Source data
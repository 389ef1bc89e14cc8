pub mod adapters;
pub mod config;
pub mod core;
pub mod domain;
pub mod utils;

pub use adapters::{archive::ArchiveFetcher, edgar::EdgarFetcher, storage::LocalStorage};
#[cfg(feature = "cli")]
pub use config::CliConfig;
pub use config::MapperConfig;
pub use core::{
    etl::EtlEngine,
    extract::{ExtractionRules, Extractor},
    pipeline::MappingPipeline,
    resolve::{MappingIndex, ResolutionPolicy, Resolver},
};
pub use domain::cusip::Cusip;
pub use domain::model::{CanonicalMapping, Cik, FilingReference, FilingType, RawPair};
pub use utils::error::{MappingError, Result};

## Task directions
Make an exact copy of every line from the one with "pub use domain::cusip::Cusip;" to the end of the data, with the first and last of those lines included.

## Exercise solution
pub use domain::cusip::Cusip;
pub use domain::model::{CanonicalMapping, Cik, FilingReference, FilingType, RawPair};
pub use utils::error::{MappingError, Result};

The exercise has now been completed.